Biography
Born in New Delhi, India, Preeti Varma is a New York-based visual artist. For 18 years, she maintained a career spanning major urban centers, including Delhi, Mumbai, Bangalore, and Singapore. Varma's history of navigating disparate geographies provided the foundational inspiration for her investigation into the fluidity of physical and psychological space one experiences in such displacement. In 2009, responding to a long-standing artistic calling, she transitioned to a full-time professional art practice.
Varma earned a Bachelor of Arts (Honors) from Goldsmiths, University of London, in 2014. In 2015, she relocated to New York City to further her studio practice, engaging with the city's creative landscape at The Art Students League of New York. While at the League, her work was recognized with the Kuniyoshi Grant for painting and the John M. Regan Jr. Scholarship for mixed media.
Since 2011, Varma’s work has been showcased in exhibitions and international art fairs across the United States and Singapore. Noteworthy highlights include her first NYC solo show in 2017 and two subsequent solo exhibitions. Her work has also been featured at Art on Paper 2019 (New York City), the Texas Contemporary Art Fair 2018 (Houston), the LA Art Show 2018, and the Affordable Art Fair Singapore (2015). Varma’s work is held in private collections across the United States and internationally.
Artist Statement
My work explores how migration, displacement, and shifting cultural identities shape our experience of space, memory, and belonging. Having lived and worked across multiple geographies over the past twenty-five years, I am interested in how movement between places becomes internalized as perception, emotional landscape, and a constantly evolving sense of home- what I think of as a perpetual state of arrival.

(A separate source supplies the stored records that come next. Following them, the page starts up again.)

//! # Session State Machine
//!
//! The pure transition rules behind the session manager, plus the navigation
//! signals it hands back to the UI.
//!
//! ## States and Transitions
//! ```text
//! ┌─────────────────────────────────────────────────────────────────────────┐
//! │                                                                         │
//! │                    SessionRestored                                      │
//! │        ┌─────────────────────────────────────────┐                     │
//! │        │                                         ▼                     │
//! │  ┌─────┴───────────┐  LoginStarted   ┌──────────────────┐             │
//! │  │ Unauthenticated │────────────────►│  Authenticating  │             │
//! │  └─────────────────┘◄────────────────└────────┬─────────┘             │
//! │     ▲          ▲        LoginFailed           │ LoginSucceeded         │
//! │     │          │                              ▼                        │
//! │     │          │  LoggedOut           ┌──────────────────┐             │
//! │     │          └──────────────────────│  Authenticated   │◄──┐         │
//! │     │                                 └────────┬─────────┘   │         │
//! │     │ RefreshFailed          TokenRejected     │             │         │
//! │     │                                          ▼             │         │
//! │     │                                 ┌──────────────────┐   │         │
//! │     └─────────────────────────────────│    Refreshing    │───┘         │
//! │                                       └──────────────────┘             │
//! │                                          RefreshSucceeded              │
//! │                                                                         │
//! │  LoggedOut is accepted from every state and always ends Unauthenticated │
//! └─────────────────────────────────────────────────────────────────────────┘
//! ```

use serde::{Deserialize, Serialize};
use std::fmt;

use crate::error::{CoreError, CoreResult};
use crate::types::Language;

// =============================================================================
// States and Events
// =============================================================================

/// Where the session currently is in its lifecycle.
#[derive(Debug, Clone, Copy, PartialEq, Eq, Default, Serialize, Deserialize)]
#[serde(rename_all = "snake_case")]
pub enum AuthState {
    #[default]
    Unauthenticated,
    /// Credentials are in flight to `/auth/login`.
    Authenticating,
    Authenticated,
    /// A 401 was received and the refresh token is being exchanged.
    Refreshing,
}

impl AuthState {
    /// Whether a user and access token are present in this state.
    pub fn has_session(&self) -> bool {
        matches!(self, AuthState::Authenticated | AuthState::Refreshing)
    }

    /// Applies an event, returning the next state.
    ///
    /// ```rust
    /// use medora_core::{AuthEvent, AuthState};
    ///
    /// let state = AuthState::Unauthenticated
    ///     .apply(AuthEvent::LoginStarted)
    ///     .and_then(|s| s.apply(AuthEvent::LoginSucceeded))
    ///     .unwrap();
    /// assert_eq!(state, AuthState::Authenticated);
    ///
    /// assert!(AuthState::Unauthenticated.apply(AuthEvent::TokenRejected).is_err());
    /// ```
    pub fn apply(self, event: AuthEvent) -> CoreResult<AuthState> {
        use AuthEvent::*;
        use AuthState::*;

        let next = match (self, event) {
            (_, LoggedOut) => Unauthenticated,
            (Unauthenticated, LoginStarted) => Authenticating,
            (Unauthenticated, SessionRestored) => Authenticated,
            (Authenticating, LoginSucceeded) => Authenticated,
            (Authenticating, LoginFailed) => Unauthenticated,
            (Authenticated, TokenRejected) => Refreshing,
            (Refreshing, RefreshSucceeded) => Authenticated,
            (Refreshing, RefreshFailed) => Unauthenticated,
            (from, event) => return Err(CoreError::InvalidTransition { from, event }),
        };
        Ok(next)
    }
}

impl fmt::Display for AuthState {
    fn fmt(&self, f: &mut fmt::Formatter<'_>) -> fmt::Result {
        match self {
            AuthState::Unauthenticated => write!(f, "unauthenticated"),
            AuthState::Authenticating => write!(f, "authenticating"),
            AuthState::Authenticated => write!(f, "authenticated"),
            AuthState::Refreshing => write!(f, "refreshing"),
        }
    }
}

/// Something that happened to the session.
#[derive(Debug, Clone, Copy, PartialEq, Eq, Serialize, Deserialize)]
#[serde(rename_all = "snake_case")]
pub enum AuthEvent {
    LoginStarted,
    LoginSucceeded,
    LoginFailed,
    /// Persisted credentials were found at startup.
    SessionRestored,
    /// A request came back 401 and a refresh will be attempted.
    TokenRejected,
    RefreshSucceeded,
    RefreshFailed,
    LoggedOut,
}

// =============================================================================
// Navigation
// =============================================================================

/// Screen the UI should navigate to after a session operation.
#[derive(Debug, Clone, Copy, PartialEq, Eq, Serialize, Deserialize)]
#[serde(tag = "screen", rename_all = "snake_case")]
pub enum Route {
    /// Landing screen after login.
    Pharmacy { lang: Language },
    /// Shown after logout.
    Login { lang: Language },
}

impl Route {
    /// Path of the screen, e.g. `/ar/pharmacy`.
    pub fn path(&self) -> String {
        match self {
            Route::Pharmacy { lang } => format!("/{}/pharmacy", lang.code()),
            Route::Login { lang } => format!("/{}/login", lang.code()),
        }
    }
}

// =============================================================================
// Unit Tests
// =============================================================================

I work across painting and mixed media to investigate these layered conditions. In my paintings, using oil, oil stick, and oil pastel, forms accumulate, dissolve, and reconfigure across the canvas, creating environments where organic, architectural, and mechanical elements merge. Through processes of layering, interruption, and erasure, the compositions evolve into shifting spatial systems that hover between landscape, structure, and organism. These configurations engage with the tensions that emerge in cities shaped by migration, where visibility and presence are constantly negotiated.
My mixed-media works draw from close observation of the urban environment. Combining photography with wax on delicate rice paper, I trace overlooked fragments of the built landscape- temporary repairs, worn surfaces, and infrastructural traces that function as material witnesses to the movement of people through the city. Through layering and abstraction, these works transform ordinary urban observations into tactile records of environments shaped by adaptation and change.
Ultimately, these works consider lived space as a layered terrain where memory and identity accumulate, fragment, and persist.